Но подорванной в таком учении – при идее «бога позади нас» – оказывается и сама идея бога. К этому приводит, сколько этому ни сопротивляются, проблема зла в мире: при боге непостижимо зло. При дьяволе непостижимо добро. Более или менее остроумные попытки разъяснить зло в духе его ослабления настолько, чтобы оно не мешало идее бога, продолжают делаться вплоть до наших дней[608], и все производят очень тяжелое, совершенно искусственное впечатление, нисколько не устраняющее исстари живущее недоумение: нелепая мысль о вине бога за все, что совершается, за зло и за все ужасы мира и жизни при боге как первоначале идет необходимо за нами по пятам не только при грубом понимании, но и при более утонченной интерпретации. Ведь, даже относя все зло к человеку и миру сотворенному, нельзя забывать, что одно существование этих несовершенств подымает весь комплекс сомнений[609]. Пресловутый аргумент Сенеки[610], совершенно заношенный последующими веками, что судьба и бог дарят добрым людям испытания, чтобы их добродетель не угасала, по существу только отодвигает роковой вопрос об ответственности высшей власти, о том, почему при боге-первоначале создалось небожеское или даже не совсем божеское: почему был создан человек таким, что ему нужны зло и страдания для поддержания в себе живого духа. Беме эти думы привели, как известно, к оправданию зла как необходимого дополнения к богу; он и добро, и зло пытался вывести из одной первоосновы; Лейбниц пришел к жалкой мысли о том, что всевышний выгадывает на зле[611], и этим документировал весь трагизм положения глубокого мыслителя в этом скандале философии, созданном попыткой объяснить необъяснимое (при идее «бога позади нас»).
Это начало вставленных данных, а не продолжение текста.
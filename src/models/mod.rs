//! # 数据模型模块
//!
//! 定义晶体结构、INCAR 参数集合、缺陷修改描述和作业状态。
//!
//! ## 依赖关系
//! - 被 `parsers/`, `engine/` 和 `commands/` 使用
//! - 子模块: structure, parameters, modification, calculation

pub mod calculation;
pub mod modification;
pub mod parameters;
pub mod structure;

pub use calculation::JobStatus;
pub use modification::{ModificationLog, ModificationSpec};
pub use parameters::{ParamValue, ParameterSet};
pub use structure::{Atom, Crystal, Lattice};
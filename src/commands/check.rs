//! # check 命令实现
//!
//! 汇总各缺陷文件夹的输入完整性、电子数与作业状态。
//!
//! ## 输出列
//! - NELECT: INCAR 中的电子数
//! - ΔQ: POTCAR 价电子总数 − NELECT（即体系电荷）
//! - Atoms / Composition: POSCAR 原子数与组成
//! - Status: 由 OUTCAR 判断的作业状态
//! - Missing: 缺失的必需文件
//!
//! 缺失的值显示为 `—`，文件存在但无法解析时显示为 `err`。
//! 缺失文件超过 `--max-missing` 的文件夹不列出。
//!
//! ## 依赖关系
//! - 使用 `cli/check.rs` 定义的参数
//! - 使用 `parsers/`（incar, poscar, potcar, outcar）
//! - 使用 `tabled` 输出表格, `csv` 导出

use crate::batch::{Folder, FolderCollector};
use crate::cli::check::CheckArgs;
use crate::error::{DefectPrepError, Result};
use crate::models::Crystal;
use crate::parsers::{incar, outcar, poscar, potcar};
use crate::utils::output::{self, DASH};

use serde::Serialize;
use std::path::Path;
use tabled::{Table, Tabled};

/// |ΔQ| 小于此值视为中性
const CHARGE_TOLERANCE: f64 = 1e-2;

/// 文件存在但无法解析
const UNREADABLE: &str = "err";

/// 检查结果行
#[derive(Debug, Clone, Tabled, Serialize)]
struct CheckRow {
    #[tabled(rename = "Folder")]
    folder: String,
    #[tabled(rename = "NELECT")]
    nelect: String,
    #[tabled(rename = "ΔQ")]
    delta_q: String,
    #[tabled(rename = "Atoms")]
    atoms: String,
    #[tabled(rename = "Composition")]
    composition: String,
    #[tabled(rename = "Status")]
    status: String,
    #[tabled(rename = "Missing")]
    missing: String,
}

/// 执行 check 命令
pub fn execute(args: CheckArgs) -> Result<()> {
    output::print_header("Checking Defect Folders");

    let collected = FolderCollector::new(&args.folders.root)
        .with_pattern(args.folders.pattern.as_deref())?
        .exclude_prefix(&args.folders.exclude_prefix)
        .collect()?;
    for (name, reason) in &collected.skipped {
        output::print_skip(&format!("{} ({})", name, reason));
    }

    let mut rows = Vec::new();
    for folder in &collected.folders {
        let missing = missing_files(&folder.path, &args.required);
        if missing.len() > args.max_missing {
            output::print_skip(&format!(
                "{} (missing {} of {} required files)",
                folder.name,
                missing.len(),
                args.required.len()
            ));
            continue;
        }
        rows.push(check_folder(folder, &missing));
    }

    if rows.is_empty() {
        output::print_warning("No folders to report.");
        return Ok(());
    }

    println!("{}\n", Table::new(&rows));

    if let Some(path) = &args.csv {
        write_csv(path, &rows)?;
        output::print_success(&format!("Summary written to {}", path.display()));
    }

    let charged = rows
        .iter()
        .filter(|r| r.delta_q != DASH && r.delta_q != UNREADABLE && r.delta_q != "+0.00")
        .count();
    let incomplete = rows.iter().filter(|r| r.missing != DASH).count();

    output::print_separator();
    output::print_done(&format!(
        "{} folders checked: {} charged, {} with missing files",
        rows.len(),
        charged,
        incomplete
    ));

    Ok(())
}

/// 列出文件夹中缺失的必需文件
fn missing_files(folder: &Path, required: &[String]) -> Vec<String> {
    required
        .iter()
        .filter(|name| !folder.join(name.as_str()).is_file())
        .cloned()
        .collect()
}

/// 单个输入文件的读取结果
enum Input<T> {
    Missing,
    Unreadable,
    Loaded(T),
}

impl<T> Input<T> {
    fn load(path: &Path, parse: impl FnOnce(&Path) -> Result<T>) -> Self {
        if !path.is_file() {
            return Input::Missing;
        }
        match parse(path) {
            Ok(value) => Input::Loaded(value),
            Err(_) => Input::Unreadable,
        }
    }

    fn is_unreadable(&self) -> bool {
        matches!(self, Input::Unreadable)
    }

    /// 缺失显示 `—`，无法解析显示 `err`
    fn show(&self, f: impl FnOnce(&T) -> String) -> String {
        match self {
            Input::Missing => DASH.to_string(),
            Input::Unreadable => UNREADABLE.to_string(),
            Input::Loaded(value) => f(value),
        }
    }
}

/// 生成单个文件夹的检查行
fn check_folder(folder: &Folder, missing: &[String]) -> CheckRow {
    let params = Input::load(&folder.path.join("INCAR"), incar::parse_incar_file);
    let crystal = Input::load(&folder.path.join("POSCAR"), poscar::parse_poscar_file);
    let valences = Input::load(&folder.path.join("POTCAR"), potcar::parse_potcar_file);

    let nelect = match params {
        Input::Missing => Input::Missing,
        Input::Unreadable => Input::Unreadable,
        Input::Loaded(p) => match p.get("NELECT") {
            None => Input::Missing,
            Some(value) => value.as_f64().map_or(Input::Unreadable, Input::Loaded),
        },
    };

    let delta_q = match (&crystal, &valences, &nelect) {
        (Input::Loaded(c), Input::Loaded(v), Input::Loaded(n)) => match v.total_valence(c) {
            Ok(total) => format_charge(total - n),
            Err(_) => UNREADABLE.to_string(),
        },
        _ if crystal.is_unreadable() || valences.is_unreadable() || nelect.is_unreadable() => {
            UNREADABLE.to_string()
        }
        _ => DASH.to_string(),
    };

    CheckRow {
        folder: folder.name.clone(),
        nelect: nelect.show(|n| format_count(*n)),
        delta_q,
        atoms: crystal.show(|c| c.atoms.len().to_string()),
        composition: crystal.show(Crystal::formula),
        status: outcar::detect_job_status(&folder.path).to_string(),
        missing: if missing.is_empty() {
            DASH.to_string()
        } else {
            missing.join(", ")
        },
    }
}

fn format_count(value: f64) -> String {
    if value.fract() == 0.0 {
        format!("{}", value as i64)
    } else {
        format!("{:.2}", value)
    }
}

fn format_charge(delta: f64) -> String {
    if delta.abs() < CHARGE_TOLERANCE {
        "+0.00".to_string()
    } else {
        format!("{:+.2}", delta)
    }
}

fn write_csv(path: &Path, rows: &[CheckRow]) -> Result<()> {
    let mut writer = csv::Writer::from_path(path)?;
    for row in rows {
        writer.serialize(row)?;
    }
    writer.flush().map_err(|e| DefectPrepError::FileWriteError {
        path: path.display().to_string(),
        source: e,
    })
}
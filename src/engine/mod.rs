//! # 缺陷准备核心引擎
//!
//! 结构修改、INCAR 批量编辑与一致性比较。所有函数只读共享的参考数据，
//! 每个文件夹使用自己的副本，可安全地并行调用。
//!
//! ## 依赖关系
//! - 被 `commands/` 使用
//! - 使用 `models/`, `parsers/`
//! - 子模块: modifier, editor, diff

pub mod diff;
pub mod editor;
pub mod modifier;

pub use diff::{diff_parameters, DiffEntry, DiffReport};
pub use editor::{apply_edits, Change, EditOp};
pub use modifier::apply_modification;
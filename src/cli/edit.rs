//! # edit 子命令 CLI 定义
//!
//! 批量编辑各文件夹的 INCAR
//!
//! ## 依赖关系
//! - 被 `cli/mod.rs` 使用
//! - 参数传递给 `commands/edit.rs`

use super::FolderArgs;
use clap::Args;

/// edit 子命令参数
#[derive(Args, Debug)]
pub struct EditArgs {
    #[command(flatten)]
    pub folders: FolderArgs,

    /// Show planned changes without writing files
    #[arg(long, default_value_t = false)]
    pub dry_run: bool,

    /// Number of parallel jobs (0 = auto)
    #[arg(short, long, env = "DEFECTPREP_JOBS", default_value_t = 0)]
    pub jobs: usize,

    /// Edit operations, applied in order: KEY=value, -KEY, KEY:old->new
    #[arg(required = true, num_args = 1.., allow_hyphen_values = true, trailing_var_arg = true)]
    pub ops: Vec<String>,
}
//! # 命令执行模块
//!
//! 实现各子命令的业务逻辑。
//!
//! ## 依赖关系
//! - 被 `main.rs` 调用
//! - 使用 `cli/`, `engine/`, `parsers/`, `batch/`, `utils/`
//! - 子模块: apply, edit, diff, check, submit

pub mod apply;
pub mod check;
pub mod diff;
pub mod edit;
pub mod submit;

use crate::cli::Commands;
use crate::error::Result;

/// 执行命令
pub fn run(cmd: Commands) -> Result<()> {
    match cmd {
        Commands::Apply(args) => apply::execute(args),
        Commands::Edit(args) => edit::execute(args),
        Commands::Diff(args) => diff::execute(args),
        Commands::Check(args) => check::execute(args),
        Commands::Submit(args) => submit::execute(args),
    }
}
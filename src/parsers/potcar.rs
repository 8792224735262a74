//! # VASP POTCAR 价电子解析器
//!
//! 从 POTCAR 中按顺序读取每个赝势的元素符号 (TITEL) 与价电子数 (ZVAL)，
//! 构成元素 → 价电子数表。
//!
//! ```text
//!    TITEL  = PAW_PBE La_GW 06Sep2000
//!    POMASS =  138.900; ZVAL   =   11.000    mass and valenz
//! ```
//!
//! ## 依赖关系
//! - 被 `engine/modifier.rs`, `commands/apply.rs`, `commands/check.rs` 使用

use crate::error::{DefectPrepError, Result};
use crate::models::Crystal;
use std::fs;
use std::path::Path;

/// 元素价电子表（保持 POTCAR 中的顺序）
#[derive(Debug, Clone, Default, PartialEq)]
pub struct ValenceTable {
    entries: Vec<(String, f64)>,
}

impl ValenceTable {
    #[cfg(test)]
    pub fn from_pairs(pairs: &[(&str, f64)]) -> Self {
        ValenceTable {
            entries: pairs.iter().map(|(el, z)| (el.to_string(), *z)).collect(),
        }
    }

    pub fn get(&self, element: &str) -> Option<f64> {
        self.entries
            .iter()
            .find(|(el, _)| el == element)
            .map(|(_, z)| *z)
    }

    /// 按 POTCAR 顺序列出元素
    pub fn elements(&self) -> impl Iterator<Item = &str> {
        self.entries.iter().map(|(el, _)| el.as_str())
    }

    /// 结构的总价电子数（未取整）
    pub fn total_valence(&self, crystal: &Crystal) -> Result<f64> {
        let mut total = 0.0;
        for (element, count) in crystal.composition() {
            let z = self
                .get(&element)
                .ok_or(DefectPrepError::UnknownElement { element })?;
            total += z * count as f64;
        }
        Ok(total)
    }
}

/// 解析 POTCAR 文件
pub fn parse_potcar_file(path: &Path) -> Result<ValenceTable> {
    let content = fs::read_to_string(path).map_err(|e| DefectPrepError::FileReadError {
        path: path.display().to_string(),
        source: e,
    })?;

    parse_potcar_content(&content, &path.display().to_string())
}

/// 从字符串内容解析 POTCAR
pub fn parse_potcar_content(content: &str, origin: &str) -> Result<ValenceTable> {
    let mut entries: Vec<(String, f64)> = Vec::new();
    let mut pending: Option<String> = None;

    for line in content.lines() {
        let trimmed = line.trim_start();

        if trimmed.starts_with("TITEL") {
            if let Some(symbol) = pending.take() {
                return Err(DefectPrepError::malformed(
                    "potcar",
                    origin,
                    format!("no ZVAL found for {}", symbol),
                ));
            }
            let symbol = trimmed
                .split_once('=')
                .and_then(|(_, rest)| rest.split_whitespace().nth(1))
                .map(base_symbol)
                .ok_or_else(|| {
                    DefectPrepError::malformed("potcar", origin, format!("bad TITEL line '{}'", trimmed))
                })?;
            pending = Some(symbol);
        } else if let Some(idx) = line.find("ZVAL") {
            let Some(symbol) = pending.take() else {
                continue;
            };
            let zval = line[idx + 4..]
                .trim_start()
                .trim_start_matches('=')
                .split_whitespace()
                .next()
                .and_then(|s| s.trim_end_matches(';').parse::<f64>().ok())
                .ok_or_else(|| {
                    DefectPrepError::malformed(
                        "potcar",
                        origin,
                        format!("bad ZVAL for {}", symbol),
                    )
                })?;
            entries.push((symbol, zval));
        }
    }

    if let Some(symbol) = pending {
        return Err(DefectPrepError::malformed(
            "potcar",
            origin,
            format!("no ZVAL found for {}", symbol),
        ));
    }
    if entries.is_empty() {
        return Err(DefectPrepError::malformed("potcar", origin, "no pseudopotentials found"));
    }

    Ok(ValenceTable { entries })
}

/// 去掉赝势后缀: La_GW → La, Pb_d → Pb
fn base_symbol(s: &str) -> String {
    s.split('_').next().unwrap_or(s).to_string()
}
//! # INCAR 批量编辑
//!
//! 将同一组编辑操作按顺序应用到参数集合上。对缺失标签的删除与替换
//! 都是空操作，不会报错。
//!
//! ## 命令行语法
//! - `KEY=value`    设置
//! - `-KEY`         删除
//! - `KEY:old->new` 替换值中的文本
//!
//! ## 依赖关系
//! - 被 `commands/edit.rs`, `commands/apply.rs` 使用
//! - 使用 `models/parameters.rs`

use crate::error::{DefectPrepError, Result};
use crate::models::parameters::normalize_key;
use crate::models::{ParamValue, ParameterSet};
use std::fmt;
use std::str::FromStr;

/// 编辑操作
#[derive(Debug, Clone, PartialEq)]
pub enum EditOp {
    Set(String, ParamValue),
    Delete(String),
    Replace {
        key: String,
        matcher: String,
        replacement: String,
    },
}

impl FromStr for EditOp {
    type Err = DefectPrepError;

    fn from_str(s: &str) -> Result<Self> {
        let s = s.trim();
        let invalid = || DefectPrepError::InvalidArgument(format!("invalid edit operation '{}'", s));

        if let Some(key) = s.strip_prefix('-') {
            let key = normalize_key(key);
            if key.is_empty() || key.contains(['=', ':']) {
                return Err(invalid());
            }
            return Ok(EditOp::Delete(key));
        }

        let eq = s.find('=');
        let colon = s.find(':');
        match (eq, colon) {
            (Some(e), c) if c.map_or(true, |c| e < c) => {
                let key = normalize_key(&s[..e]);
                if key.is_empty() {
                    return Err(invalid());
                }
                let value = &s[e + 1..];
                check_value(value)?;
                Ok(EditOp::Set(key, ParamValue::parse(value)))
            }
            (_, Some(c)) => {
                let key = normalize_key(&s[..c]);
                let (matcher, replacement) = s[c + 1..].split_once("->").ok_or_else(invalid)?;
                if key.is_empty() || matcher.is_empty() {
                    return Err(invalid());
                }
                check_value(replacement)?;
                Ok(EditOp::Replace {
                    key,
                    matcher: matcher.to_string(),
                    replacement: replacement.to_string(),
                })
            }
            _ => Err(invalid()),
        }
    }
}

/// INCAR 中 `;` 分隔语句，`#`/`!` 开始注释，写出后无法原样读回
fn check_value(value: &str) -> Result<()> {
    match value.chars().find(|c| matches!(c, ';' | '#' | '!')) {
        Some(c) => Err(DefectPrepError::InvalidArgument(format!(
            "value '{}' contains '{}', which INCAR cannot store",
            value.trim(),
            c
        ))),
        None => Ok(()),
    }
}

impl fmt::Display for EditOp {
    fn fmt(&self, f: &mut fmt::Formatter<'_>) -> fmt::Result {
        match self {
            EditOp::Set(key, value) => write!(f, "{}={}", key, value),
            EditOp::Delete(key) => write!(f, "-{}", key),
            EditOp::Replace {
                key,
                matcher,
                replacement,
            } => write!(f, "{}:{}->{}", key, matcher, replacement),
        }
    }
}

/// 一次实际生效的修改
#[derive(Debug, Clone, PartialEq)]
pub struct Change {
    pub key: String,
    pub before: Option<ParamValue>,
    pub after: Option<ParamValue>,
}

impl fmt::Display for Change {
    fn fmt(&self, f: &mut fmt::Formatter<'_>) -> fmt::Result {
        let show = |v: &Option<ParamValue>| match v {
            Some(v) => v.to_string(),
            None => "—".to_string(),
        };
        write!(f, "{}={} → {}", self.key, show(&self.before), show(&self.after))
    }
}

/// 按顺序应用编辑操作，返回实际发生的修改
pub fn apply_edits(edits: &[EditOp], target: &mut ParameterSet) -> Vec<Change> {
    let mut changes = Vec::new();

    for op in edits {
        match op {
            EditOp::Set(key, value) => {
                let before = target.get(key).cloned();
                if before.as_ref() != Some(value) {
                    target.set(key, value.clone());
                    changes.push(Change {
                        key: key.clone(),
                        before,
                        after: Some(value.clone()),
                    });
                }
            }
            EditOp::Delete(key) => {
                if let Some(before) = target.delete(key) {
                    changes.push(Change {
                        key: key.clone(),
                        before: Some(before),
                        after: None,
                    });
                }
            }
            EditOp::Replace {
                key,
                matcher,
                replacement,
            } => {
                let Some(before) = target.get(key).cloned() else {
                    continue;
                };
                let text = before.to_string();
                if !text.contains(matcher.as_str()) {
                    continue;
                }
                let after = ParamValue::parse(&text.replace(matcher.as_str(), replacement));
                if after != before {
                    target.set(key, after.clone());
                    changes.push(Change {
                        key: key.clone(),
                        before: Some(before),
                        after: Some(after),
                    });
                }
            }
        }
    }

    changes
}

#[cfg(test)]
mod tests {
    use super::*;

    fn ops(tokens: &[&str]) -> Vec<EditOp> {
        tokens.iter().map(|t| t.parse().unwrap()).collect()
    }

    fn sample() -> ParameterSet {
        let mut p = ParameterSet::new();
        p.set("ENCUT", 400);
        p.set("ALGO", "Normal");
        p.set("SYSTEM", "PbWO4 bulk");
        p
    }

    #[test]
    fn test_parse_ops() {
        assert_eq!(
            "encut=520".parse::<EditOp>().unwrap(),
            EditOp::Set("ENCUT".into(), ParamValue::Int(520))
        );
        assert_eq!("-LWAVE".parse::<EditOp>().unwrap(), EditOp::Delete("LWAVE".into()));
        assert_eq!(
            "ALGO:Normal->Fast".parse::<EditOp>().unwrap(),
            EditOp::Replace {
                key: "ALGO".into(),
                matcher: "Normal".into(),
                replacement: "Fast".into()
            }
        );
        // '=' 出现在 ':' 之前时为设置操作
        assert_eq!(
            "SYSTEM=a:b->c".parse::<EditOp>().unwrap(),
            EditOp::Set("SYSTEM".into(), ParamValue::Text("a:b->c".into()))
        );
        assert!("ENCUT".parse::<EditOp>().is_err());
        assert!("ALGO:Normal".parse::<EditOp>().is_err());
        assert!("=5".parse::<EditOp>().is_err());
        assert!("-".parse::<EditOp>().is_err());
    }

    #[test]
    fn test_ops_apply_in_order() {
        let mut p = sample();
        let changes = apply_edits(&ops(&["ENCUT=520", "-ENCUT", "ENCUT=600"]), &mut p);

        assert_eq!(p.get("ENCUT"), Some(&ParamValue::Int(600)));
        assert_eq!(changes.len(), 3);
        // 重新插入的标签排在末尾
        assert_eq!(p.keys().last(), Some("ENCUT"));
    }

    #[test]
    fn test_missing_keys_are_noops() {
        let mut p = sample();
        let before = p.clone();
        let changes = apply_edits(&ops(&["-LWAVE", "ISMEAR:0->1"]), &mut p);

        assert!(changes.is_empty());
        assert_eq!(p, before);
    }

    #[test]
    fn test_replace_retypes_value() {
        let mut p = sample();
        apply_edits(&ops(&["ENCUT:4->5", "SYSTEM:bulk->La_Pb", "ALGO:Fast->All"]), &mut p);

        assert_eq!(p.get("ENCUT"), Some(&ParamValue::Int(500)));
        assert_eq!(p.get("SYSTEM"), Some(&ParamValue::Text("PbWO4 La_Pb".into())));
        assert_eq!(p.get("ALGO"), Some(&ParamValue::Text("Normal".into())));
    }

    #[test]
    fn test_set_is_idempotent() {
        let edits = ops(&["ISYM=0"]);
        let mut p = sample();
        apply_edits(&edits, &mut p);
        let once = p.clone();

        let changes = apply_edits(&edits, &mut p);
        assert!(changes.is_empty());
        assert_eq!(p, once);
    }

    #[test]
    fn test_values_must_survive_incar() {
        for token in ["SYSTEM=La;Pb", "SYSTEM=La # Pb", "SYSTEM=hi!", "SYSTEM:bulk->a;b"] {
            let err = token.parse::<EditOp>().unwrap_err();
            assert_eq!(err.kind(), "InvalidArgument");
        }

        // 写出的 INCAR 可以被重新读取
        let mut p = sample();
        apply_edits(&ops(&["SYSTEM=La_Pb defect", "ALGO:Normal->All"]), &mut p);
        assert_eq!(ParameterSet::parse(&p.serialize()).unwrap(), p);
    }

    #[test]
    fn test_display_round_trip() {
        for token in ["ENCUT=520", "-LWAVE", "ALGO:Normal->Fast"] {
            let op: EditOp = token.parse().unwrap();
            assert_eq!(op.to_string().parse::<EditOp>().unwrap(), op);
        }
    }
}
И в наше время можно указать те же безвыходные попытки у вдумчивых религиозно-философских писателей. Твердо держась понятия бога как основы для построения миросозерцания С. Булгаков[612], например, ясно отдает себе отчет, что верующему нельзя признать самостоятельное бытие за злом и вместе с тем его нельзя приписать богу; и вот, отыскивая выход, он дает следующее необычайно искусственное построение: «Есть только благо», а все, что не благо, не есть. Однако не есть не обозначает необходимо нет в смысле полного отсутствия. Зло может мыслиться опущенным или вкрадшимся в мироздание… Именно не должное «актуализирование того ничто, из которого сотворен мир». Создатель указал этой земной основе роль пассивного послушного начала, но… она вышла из повиновения. Таким образом мы ясно слышим отголосок старого убеждения, что корень зла в свободе, но все по-прежнему остается мысль, что все-таки и это начало есть и оно подчинено богу, так как он один есть, и, следовательно, или он не всемогущ, или на нем вина; но ко всему еще воскрешается из старой истории пресловутое ничто, которое все-таки есть что-то.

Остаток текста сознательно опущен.